Task instructions.
Scan the data beneath this task and copy each line that includes "last".

****************************************

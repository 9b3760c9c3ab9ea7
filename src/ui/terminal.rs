//! Console UI.

use console::Term;
use std::io::Write;

use super::{should_use_colors, InspectorTheme, OutputMode, UserInterface};

/// Terminal UI implementation.
///
/// Errors go to stderr, everything else to stdout.
pub struct TerminalUI {
    out: Term,
    err: Term,
    theme: InspectorTheme,
    mode: OutputMode,
}

impl TerminalUI {
    /// Create a new terminal UI.
    pub fn new(mode: OutputMode) -> Self {
        let theme = if should_use_colors() {
            InspectorTheme::new()
        } else {
            InspectorTheme::plain()
        };

        Self {
            out: Term::stdout(),
            err: Term::stderr(),
            theme,
            mode,
        }
    }
}

impl UserInterface for TerminalUI {
    fn output_mode(&self) -> OutputMode {
        self.mode
    }

    fn message(&mut self, msg: &str) {
        if self.mode.shows_status() {
            writeln!(self.out, "{}", msg).ok();
        }
    }

    fn success(&mut self, msg: &str) {
        if self.mode.shows_status() {
            writeln!(self.out, "{}", self.theme.format_success(msg)).ok();
        }
    }

    fn warning(&mut self, msg: &str) {
        writeln!(self.err, "{}", self.theme.format_warning(msg)).ok();
    }

    fn error(&mut self, msg: &str) {
        writeln!(self.err, "{}", self.theme.format_error(msg)).ok();
    }

    fn skipped(&mut self, msg: &str) {
        if self.mode.shows_status() {
            writeln!(self.out, "{}", self.theme.format_skipped(msg)).ok();
        }
    }

    fn show_header(&mut self, title: &str) {
        if self.mode.shows_status() {
            writeln!(self.out, "\n{}\n", self.theme.format_header(title)).ok();
        }
    }

    fn data(&mut self, payload: &str) {
        writeln!(self.out, "{}", payload).ok();
    }
}

/// Create the UI for the given output mode.
pub fn create_ui(mode: OutputMode) -> Box<dyn UserInterface> {
    Box::new(TerminalUI::new(mode))
}
//! Project configuration.
//!
//! This module handles all aspects of configuration:
//! - The dotted-key [`ConfigStore`] in [`store`]
//! - File discovery and loading in [`loader`]
//! - Layering in [`merger`]
//! - `${key}` expansion in [`interpolation`]
//!
//! # Example
//!
//! ```
//! use blt_inspector::config::{load_config, ConfigStore};
//! use tempfile::TempDir;
//! use std::fs;
//!
//! let temp = TempDir::new().unwrap();
//! fs::create_dir_all(temp.path().join("blt")).unwrap();
//! fs::write(temp.path().join("blt/blt.yml"), "docroot: ${repo.root}/web").unwrap();
//!
//! let config = load_config(temp.path(), None).unwrap();
//! assert_eq!(config.get_path("docroot"), Some(temp.path().join("web")));
//! ```
//!
//! # Configuration File Locations
//!
//! Configuration is layered in this order:
//! 1. Built-in defaults (standard BLT layout under `repo.root`)
//! 2. Project config (`blt/blt.yml`)
//! 3. Local overrides (`blt/local.blt.yml`)
//! 4. An explicit file passed with `--config`

pub mod interpolation;
pub mod loader;
pub mod merger;
pub mod store;

pub use interpolation::{expand_all, expand_str, has_placeholders};
pub use loader::{
    defaults, find_project_root, load_config, load_config_value, parse_config, ConfigPaths,
};
pub use merger::{merge_into, merge_layers};
pub use store::{is_truthy, ConfigStore, YamlConfigStore};

/// Configuration keys the inspector reads and writes.
pub mod keys {
    /// Repository root directory.
    pub const REPO_ROOT: &str = "repo.root";
    /// Drupal docroot directory.
    pub const DOCROOT: &str = "docroot";
    /// Drupal `settings.php`.
    pub const SETTINGS_FILE: &str = "drupal.settings_file";
    /// Composer `bin-dir`.
    pub const COMPOSER_BIN: &str = "composer.bin";
    /// Drush binary.
    pub const DRUSH_BIN: &str = "drush.bin";
    /// Drush site alias.
    pub const DRUSH_ALIAS: &str = "drush.alias";
    /// Cached Drupal install state.
    pub const STATE_DRUPAL_INSTALLED: &str = "state.drupal.installed";
    /// Cached `drush status` report.
    pub const STATE_DRUSH_STATUS: &str = "state.drush.status";
}
//! Dotted-key configuration store.
//!
//! Configuration is a single YAML value tree. Keys address nested
//! mappings with dots: `drupal.settings_file` is
//! `root["drupal"]["settings_file"]`.

use serde_yaml::{Mapping, Value};
use std::path::PathBuf;

/// A key-value view over project configuration.
///
/// Values set during a run live in memory for the rest of the process;
/// nothing is written back to disk.
pub trait ConfigStore {
    /// Look up the value at a dotted key.
    fn get(&self, key: &str) -> Option<&Value>;

    /// Set the value at a dotted key, creating intermediate mappings.
    fn set(&mut self, key: &str, value: Value);

    /// Remove the value at a dotted key, returning it.
    fn remove(&mut self, key: &str) -> Option<Value>;

    /// Whether a non-null value is present at `key`.
    fn contains(&self, key: &str) -> bool {
        self.get(key).is_some_and(|v| !v.is_null())
    }

    /// Scalar value at `key` rendered as a string.
    fn get_string(&self, key: &str) -> Option<String> {
        match self.get(key)? {
            Value::String(s) => Some(s.clone()),
            Value::Bool(b) => Some(b.to_string()),
            Value::Number(n) => Some(n.to_string()),
            _ => None,
        }
    }

    /// Non-empty string value at `key` as a path.
    fn get_path(&self, key: &str) -> Option<PathBuf> {
        self.get_string(key)
            .filter(|s| !s.trim().is_empty())
            .map(PathBuf::from)
    }

    /// Boolean value at `key`.
    ///
    /// Accepts YAML booleans and the strings `true`/`false`/`1`/`0`/`yes`/`no`.
    fn get_bool(&self, key: &str) -> Option<bool> {
        match self.get(key)? {
            Value::Bool(b) => Some(*b),
            Value::String(s) => match s.trim().to_ascii_lowercase().as_str() {
                "true" | "1" | "yes" | "on" => Some(true),
                "false" | "0" | "no" | "off" | "" => Some(false),
                _ => None,
            },
            Value::Number(n) => n.as_i64().map(|i| i != 0),
            _ => None,
        }
    }

    /// Whether the value at `key` is present and truthy.
    fn is_truthy(&self, key: &str) -> bool {
        self.get(key).is_some_and(is_truthy)
    }
}

/// Truthiness of a configuration value.
///
/// Null, `false`, zero, empty strings, `"0"` and empty collections are falsy.
pub fn is_truthy(value: &Value) -> bool {
    match value {
        Value::Null => false,
        Value::Bool(b) => *b,
        Value::Number(n) => n.as_f64().is_some_and(|f| f != 0.0),
        Value::String(s) => !s.is_empty() && s != "0",
        Value::Sequence(seq) => !seq.is_empty(),
        Value::Mapping(map) => !map.is_empty(),
        Value::Tagged(tagged) => is_truthy(&tagged.value),
    }
}

/// [`ConfigStore`] backed by an in-memory YAML tree.
#[derive(Debug, Clone, PartialEq)]
pub struct YamlConfigStore {
    root: Value,
}

impl Default for YamlConfigStore {
    fn default() -> Self {
        Self::new()
    }
}

impl YamlConfigStore {
    /// Create an empty store.
    pub fn new() -> Self {
        Self {
            root: Value::Mapping(Mapping::new()),
        }
    }

    /// Wrap an existing value tree. Non-mapping roots are replaced.
    pub fn from_value(root: Value) -> Self {
        match root {
            Value::Mapping(_) => Self { root },
            _ => Self::new(),
        }
    }

    /// The whole configuration tree.
    pub fn as_value(&self) -> &Value {
        &self.root
    }

    /// Consume the store, returning the tree.
    pub fn into_value(self) -> Value {
        self.root
    }
}

impl ConfigStore for YamlConfigStore {
    fn get(&self, key: &str) -> Option<&Value> {
        key.split('.').try_fold(&self.root, |node, part| match node {
            Value::Mapping(map) => map.get(part),
            _ => None,
        })
    }

    fn set(&mut self, key: &str, value: Value) {
        let parts: Vec<&str> = key.split('.').collect();
        let Some((last, parents)) = parts.split_last() else {
            return;
        };

        let mut node = &mut self.root;
        for part in parents {
            if !node.is_mapping() {
                *node = Value::Mapping(Mapping::new());
            }
            let Some(map) = node.as_mapping_mut() else {
                return;
            };
            node = map
                .entry(Value::String(part.to_string()))
                .or_insert_with(|| Value::Mapping(Mapping::new()));
        }

        if !node.is_mapping() {
            *node = Value::Mapping(Mapping::new());
        }
        if let Some(map) = node.as_mapping_mut() {
            map.insert(Value::String(last.to_string()), value);
        }
    }

    fn remove(&mut self, key: &str) -> Option<Value> {
        let (parent, last) = match key.rsplit_once('.') {
            Some((parent, last)) => (Some(parent), last),
            None => (None, key),
        };

        let mut node = &mut self.root;
        if let Some(parent) = parent {
            for part in parent.split('.') {
                node = match node {
                    Value::Mapping(map) => map.get_mut(part)?,
                    _ => return None,
                };
            }
        }

        match node {
            Value::Mapping(map) => map.remove(last),
            _ => None,
        }
    }
}
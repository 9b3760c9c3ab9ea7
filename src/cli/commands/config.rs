//! Config command implementation.
//!
//! The `blt-inspector config` command shows resolved configuration.

use crate::cli::args::ConfigArgs;
use crate::config::{ConfigPaths, ConfigStore};
use crate::error::{InspectorError, Result};
use crate::ui::UserInterface;

use super::dispatcher::{Command, CommandResult, ProjectContext, EXIT_FALSE};

/// The config command implementation.
pub struct ConfigCommand {
    context: ProjectContext,
    args: ConfigArgs,
}

impl ConfigCommand {
    /// Create a new config command.
    pub fn new(context: ProjectContext, args: ConfigArgs) -> Self {
        Self { context, args }
    }

    /// Get the command arguments.
    pub fn args(&self) -> &ConfigArgs {
        &self.args
    }
}

impl Command for ConfigCommand {
    fn execute(&self, ui: &mut dyn UserInterface) -> Result<CommandResult> {
        let config = self.context.load_config()?;

        let value = match &self.args.key {
            Some(key) => match config.get(key) {
                Some(value) => value.clone(),
                None => {
                    ui.error(&format!("{} is not set", key));
                    return Ok(CommandResult::failure(EXIT_FALSE));
                }
            },
            None => {
                // Show config file path(s)
                let paths = ConfigPaths::discover(self.context.project_root());
                for path in paths.all_existing() {
                    ui.message(&format!("# {}", path.display()));
                }
                config.into_value()
            }
        };

        let rendered = if self.args.json {
            serde_json::to_string_pretty(&value).map_err(|e| InspectorError::Other(e.into()))?
        } else {
            serde_yaml::to_string(&value).map_err(|e| InspectorError::Other(e.into()))?
        };
        ui.data(rendered.trim_end());

        Ok(CommandResult::success())
    }
}
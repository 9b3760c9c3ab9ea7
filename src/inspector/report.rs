//! Aggregate inspection results.

use serde::Serialize;

/// A named check the inspector can answer.
#[derive(Debug, Clone, Copy, PartialEq, Eq, Hash, Serialize, clap::ValueEnum)]
#[serde(rename_all = "kebab-case")]
pub enum Check {
    /// Repository root exists.
    RepoRoot,
    /// Docroot exists.
    Docroot,
    /// `settings.php` exists.
    SettingsFile,
    /// `settings.php` includes the BLT settings file.
    SettingsValid,
    /// Drupal's `config` table exists.
    DrupalInstalled,
    /// Behat `local.yml` exists.
    Behat,
    /// PhantomJS is required, scripted and installed.
    Phantomjs,
}

impl Check {
    /// Every check, in report order.
    pub const ALL: [Check; 7] = [
        Check::RepoRoot,
        Check::Docroot,
        Check::SettingsFile,
        Check::SettingsValid,
        Check::DrupalInstalled,
        Check::Behat,
        Check::Phantomjs,
    ];

    /// Human-readable label.
    pub fn label(&self) -> &'static str {
        match self {
            Check::RepoRoot => "Repository root",
            Check::Docroot => "Docroot",
            Check::SettingsFile => "settings.php present",
            Check::SettingsValid => "settings.php includes blt.settings.php",
            Check::DrupalInstalled => "Drupal installed",
            Check::Behat => "Behat configured",
            Check::Phantomjs => "PhantomJS configured",
        }
    }
}

/// Outcome of a single check.
#[derive(Debug, Clone, Copy, PartialEq, Eq, Serialize)]
#[serde(rename_all = "lowercase")]
pub enum CheckStatus {
    Pass,
    Fail,
    Skipped,
}

impl CheckStatus {
    /// Map a boolean answer to pass/fail.
    pub fn from_bool(passed: bool) -> Self {
        if passed {
            CheckStatus::Pass
        } else {
            CheckStatus::Fail
        }
    }
}

/// A check with its outcome and an optional explanation.
#[derive(Debug, Clone, PartialEq, Serialize)]
pub struct CheckOutcome {
    pub check: Check,
    pub status: CheckStatus,
    #[serde(skip_serializing_if = "Option::is_none")]
    pub detail: Option<String>,
}

impl CheckOutcome {
    /// Outcome from a boolean answer.
    pub fn new(check: Check, passed: bool) -> Self {
        Self {
            check,
            status: CheckStatus::from_bool(passed),
            detail: None,
        }
    }

    /// A check that was not run.
    pub fn skipped(check: Check, reason: &str) -> Self {
        Self {
            check,
            status: CheckStatus::Skipped,
            detail: Some(reason.to_string()),
        }
    }

    /// Attach an explanation.
    pub fn with_detail(mut self, detail: impl Into<String>) -> Self {
        self.detail = Some(detail.into());
        self
    }
}

/// Whether an external tool resolves on `PATH`.
#[derive(Debug, Clone, PartialEq, Eq, Serialize)]
pub struct ToolAvailability {
    pub name: String,
    pub found: bool,
}

/// Every check outcome for a checkout plus tool availability.
#[derive(Debug, Clone, Default, PartialEq, Serialize)]
pub struct InspectionReport {
    pub checks: Vec<CheckOutcome>,
    pub tools: Vec<ToolAvailability>,
}

impl InspectionReport {
    /// Outcome for one check, if it was recorded.
    pub fn get(&self, check: Check) -> Option<&CheckOutcome> {
        self.checks.iter().find(|o| o.check == check)
    }

    /// Checks that ran and failed.
    pub fn failures(&self) -> impl Iterator<Item = &CheckOutcome> {
        self.checks
            .iter()
            .filter(|o| o.status == CheckStatus::Fail)
    }

    /// Whether every check that ran passed.
    pub fn all_passed(&self) -> bool {
        self.failures().next().is_none()
    }
}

****************************************

Result for this exercise.
        let Some((last, parents)) = parts.split_last() else {
            map.insert(Value::String(last.to_string()), value);
        let (parent, last) = match key.rsplit_once('.') {
            Some((parent, last)) => (Some(parent), last),
            Value::Mapping(map) => map.remove(last),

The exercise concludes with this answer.